Example of a spider diagram output, which uses the same information captured in Fig. 2, but summarizes the information in a different way.

1.2. Environmental envelope model (EEM)

In cases of new development, answers to many of the questions in the SBQ might be unknown or highly uncertain. Thus, stakeholders need a starting point for evaluating what aspects of the river environment could benefit from investigation. The purpose of the EEM is to estimate the likelihood of a given river function being affected by a hydropower project based on a few attributes of that project. While the model relies on empirical data, it should be viewed as highly uncertain and does not replace the results of the questionnaire. Rather, the model provides another line of evidence of what river functions may be relevant to address. The EEM is a predictive model of environmental impacts of hydropower suggested for use in situations of new development, i.e. File C listed in Table 1.

All envelopes and VBA programming required to estimate likelihoods are provided in File C. The raw data used to develop envelopes is provided in File F and includes a list of river function indicators documented for a given dam and attributes for each dam used as predictor variables in the EEM.

On the “Model” spreadsheet within File C, users can fill out values within the table at the top of the page using the best available data (Fig. 1c). Missing values are allowed. Users have the option of selecting weights to influence the importance of each predictor variable (Fig. 1d), although calibrated weights are provided and are recommended for further use (also provided in File F).

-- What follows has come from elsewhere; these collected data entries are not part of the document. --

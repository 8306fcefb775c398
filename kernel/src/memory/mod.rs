//! Memory management subsystem.
//!
//! # Components
//!
//! - **FrameAllocator**: 4 MiB physical frame bitmap seeded from the boot memory map
//! - **PageDirectory**: the single 1024-entry 32-bit mapping table
//! - **AddressSpace**: kernel identity window plus per-process code/stack regions

pub mod address_space;
pub mod frame;
pub mod page_table;

pub use address_space::{AddressSpace, MapError, MappedRegion, RegionPurpose};
pub use frame::{FrameAllocator, FrameError};
pub use page_table::{PageDirectory, PageDirectoryEntry, PdeFlags};

use crate::config::{FRAME_SHIFT, FRAME_SIZE};
use core::fmt;

/// A 32-bit physical address.
#[derive(Debug, Clone, Copy, PartialEq, Eq, PartialOrd, Ord, Hash, Default)]
#[repr(transparent)]
pub struct PhysAddr(pub u32);

/// A 32-bit virtual address.
#[derive(Debug, Clone, Copy, PartialEq, Eq, PartialOrd, Ord, Hash, Default)]
#[repr(transparent)]
pub struct VirtAddr(pub u32);

impl PhysAddr {
    pub const fn new(addr: u32) -> Self {
        Self(addr)
    }

    pub const fn as_u32(self) -> u32 {
        self.0
    }

    /// Whether this address sits on a frame boundary.
    pub const fn is_frame_aligned(self) -> bool {
        self.0 as usize % FRAME_SIZE == 0
    }

    /// Bitmap index of the frame containing this address.
    pub const fn frame_index(self) -> usize {
        (self.0 >> FRAME_SHIFT) as usize
    }

    /// Base address of the frame with the given bitmap index.
    pub const fn from_frame_index(index: usize) -> Self {
        Self((index << FRAME_SHIFT) as u32)
    }
}

impl VirtAddr {
    pub const fn new(addr: u32) -> Self {
        Self(addr)
    }

    pub const fn as_u32(self) -> u32 {
        self.0
    }

    /// Page-directory index covering this address.
    pub const fn directory_index(self) -> usize {
        (self.0 >> FRAME_SHIFT) as usize
    }

    /// Offset of this address inside its 4 MiB mapping.
    pub const fn frame_offset(self) -> u32 {
        self.0 & (FRAME_SIZE as u32 - 1)
    }

    /// Base virtual address of the given directory index.
    pub const fn from_directory_index(index: usize) -> Self {
        Self((index << FRAME_SHIFT) as u32)
    }
}

impl fmt::Display for PhysAddr {
    fn fmt(&self, f: &mut fmt::Formatter<'_>) -> fmt::Result {
        write!(f, "{:#010x}", self.0)
    }
}

impl fmt::Display for VirtAddr {
    fn fmt(&self, f: &mut fmt::Formatter<'_>) -> fmt::Result {
        write!(f, "{:#010x}", self.0)
    }
}

/// Kind of a boot-reported physical range.
#[derive(Debug, Clone, Copy, PartialEq, Eq)]
pub enum MemoryRegionKind {
    Usable,
    Reserved,
}

/// A physical range reported by the boot loader.
#[derive(Debug, Clone, Copy, PartialEq, Eq)]
pub struct MemoryRegion {
    pub start: u64,
    pub len: u64,
    pub kind: MemoryRegionKind,
}

impl MemoryRegion {
    pub const fn usable(start: u64, len: u64) -> Self {
        Self {
            start,
            len,
            kind: MemoryRegionKind::Usable,
        }
    }

    pub const fn reserved(start: u64, len: u64) -> Self {
        Self {
            start,
            len,
            kind: MemoryRegionKind::Reserved,
        }
    }

    /// Exclusive end address, saturating at the top of the 64-bit range.
    pub const fn end(&self) -> u64 {
        self.start.saturating_add(self.len)
    }
}

/// Maximum number of ranges kept from the boot memory map.
pub const MAX_MEMORY_REGIONS: usize = 32;

/// Boot-time memory descriptor handed to the frame allocator.
#[derive(Debug, Clone, Copy)]
pub struct BootMemoryMap {
    /// Total physical memory size in bytes.
    pub total_memory: u64,
    regions: [MemoryRegion; MAX_MEMORY_REGIONS],
    len: usize,
    usable_end: u64,
}

impl BootMemoryMap {
    pub const fn new(total_memory: u64) -> Self {
        Self {
            total_memory,
            regions: [MemoryRegion::reserved(0, 0); MAX_MEMORY_REGIONS],
            len: 0,
            usable_end: 0,
        }
    }

    /// Record a range.
    ///
    /// A range touching the previous one and of the same kind extends it.
    /// Once the map is full, a reserved range takes the place of the last
    /// usable entry, or widens the nearest reserved entry to cover itself
    /// when none is left, so reserved memory is never lost. A usable range
    /// that does not fit is dropped and reported as `false`.
    pub fn push(&mut self, region: MemoryRegion) -> bool {
        if region.kind == MemoryRegionKind::Usable {
            self.usable_end = self.usable_end.max(region.end());
        }
        if region.len == 0 {
            return true;
        }

        if let Some(last) = self.regions[..self.len].last_mut() {
            if last.kind == region.kind && region.start >= last.start && region.start <= last.end() {
                last.len = last.end().max(region.end()) - last.start;
                return true;
            }
        }

        if self.len < MAX_MEMORY_REGIONS {
            self.regions[self.len] = region;
            self.len += 1;
            return true;
        }

        if region.kind == MemoryRegionKind::Usable {
            log::warn!(
                "[PMM] Boot memory map full, dropping usable {:#x}..{:#x}",
                region.start,
                region.end()
            );
            return false;
        }

        let regions = &mut self.regions[..self.len];
        if let Some(index) = regions.iter().rposition(|r| r.kind == MemoryRegionKind::Usable) {
            let evicted = regions[index];
            let last = regions.len() - 1;
            regions.copy_within(index + 1.., index);
            regions[last] = region;
            log::warn!(
                "[PMM] Boot memory map full, evicted usable {:#x}..{:#x} for reserved {:#x}..{:#x}",
                evicted.start,
                evicted.end(),
                region.start,
                region.end()
            );
            return true;
        }

        let gap = |r: &MemoryRegion| {
            if region.end() < r.start {
                r.start - region.end()
            } else {
                region.start.saturating_sub(r.end())
            }
        };
        if let Some(nearest) = regions.iter_mut().min_by_key(|r| gap(r)) {
            let start = nearest.start.min(region.start);
            let end = nearest.end().max(region.end());
            log::warn!(
                "[PMM] Boot memory map full, widening reserved {:#x}..{:#x} to {:#x}..{:#x}",
                nearest.start,
                nearest.end(),
                start,
                end
            );
            nearest.start = start;
            nearest.len = end - start;
        }
        true
    }

    /// End of the highest usable range ever pushed, including ranges that
    /// were dropped or evicted.
    pub fn usable_end(&self) -> u64 {
        self.usable_end
    }

    pub fn regions(&self) -> &[MemoryRegion] {
        &self.regions[..self.len]
    }
}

All calculations for envelopes are made within the “Model_calc” spreadsheet in file C (Fig. 1d). This spreadsheet provides the probability values for all 247 envelopes (Fig. 1d). Each envelope represents the individual influence of each predictor variable on the likelihood of impacting a river function indicator. Users are cautioned to not adjust any values or formatting on this spreadsheet unless they are familiar with the program and underlying data.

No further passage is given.